» PROBLEM STATEMENT
The response should be the lines of the data, starting at the first and ending at the one that contains "#[derive(Clone, Debug)]", copied without change.

» Stored items from a collection
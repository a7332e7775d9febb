//! Shared evidence-scope bookkeeping used by both descent (C2) and the compiler (C3).
use crate::ast::BoolEvidence;
use std::collections::HashMap;

/// One `with_boolean_evidence` frame on the active stack, as seen by an atom lookup or a nested
/// evidence adjunction (§4.2, §4.3).
#[derive(Clone, Debug)]
pub struct EvidenceFrame {
    /// Names blacklisted from appearing as a bare atom inside this scope, each mapped to the
    /// specific evidence-bound module node whose strict descendant it is. A scope may bind several
    /// module targets at once (e.g. `[M1:1, M2:1]`), so a flat set of names isn't enough to report
    /// which one actually blacklists a given descendant. Basic-node/object-property evidence
    /// targets add no blacklist entries of their own.
    pub blacklist: HashMap<String, String>,
    pub values: BoolEvidence,
}

impl EvidenceFrame {
    /// The currently effective value of `name` if any active frame (innermost first) pins it.
    pub fn lookup(frames: &[EvidenceFrame], name: &str) -> Option<bool> {
        for frame in frames.iter().rev() {
            if let Some(v) = frame.values.get(name) {
                return Some(*v);
            }
        }
        None
    }

    /// The specific evidence-bound ancestor that blacklists `name` in any active frame (innermost
    /// first), if any (§4.2's `NodeAncestorEvidence` check).
    pub fn blacklisted_by<'a>(frames: &'a [EvidenceFrame], name: &str) -> Option<&'a str> {
        frames.iter().rev().find_map(|f| f.blacklist.get(name)).map(String::as_str)
    }
}
//! The object graph (§3 "Object graph"): a DAG of objects linked by `has`, each carrying a set
//! of leaf property names.
use indexmap::{IndexMap, IndexSet};

#[derive(Clone, Debug, Default)]
pub struct ObjectDef {
    pub name: String,
    pub has: IndexSet<String>,
    pub properties: IndexSet<String>,
}

#[derive(Clone, Debug, Default)]
pub struct ObjectGraph {
    pub objects: IndexMap<String, ObjectDef>,
}

impl ObjectGraph {
    pub fn contains(&self, name: &str) -> bool {
        self.objects.contains_key(name)
    }

    pub fn get(&self, name: &str) -> Option<&ObjectDef> {
        self.objects.get(name)
    }

    /// All objects reachable from `name` through `has`, including `name` itself (used to expand
    /// a node's declared `objects=[...]` transitively, §3 "Transitive closure through `has`").
    pub fn transitive_closure(&self, name: &str) -> IndexSet<String> {
        let mut seen = IndexSet::new();
        let mut stack = vec![name.to_string()];
        while let Some(cur) = stack.pop() {
            if !seen.insert(cur.clone()) {
                continue;
            }
            if let Some(def) = self.objects.get(&cur) {
                for next in &def.has {
                    if !seen.contains(next) {
                        stack.push(next.clone());
                    }
                }
            }
        }
        seen
    }

    /// Every property name declared anywhere in the graph.
    pub fn all_properties(&self) -> IndexSet<String> {
        let mut acc = IndexSet::new();
        for def in self.objects.values() {
            acc.extend(def.properties.iter().cloned());
        }
        acc
    }

    pub fn has_property(&self, name: &str) -> bool {
        self.objects.values().any(|def| def.properties.contains(name))
    }
}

» SOLVED PROBLEM
repository a7332e7775d9febb
//! Shared evidence-scope bookkeeping used by both descent (C2) and the compiler (C3).
use crate::ast::BoolEvidence;
use std::collections::HashMap;

/// One `with_boolean_evidence` frame on the active stack, as seen by an atom lookup or a nested
/// evidence adjunction (§4.2, §4.3).
#[derive(Clone, Debug)]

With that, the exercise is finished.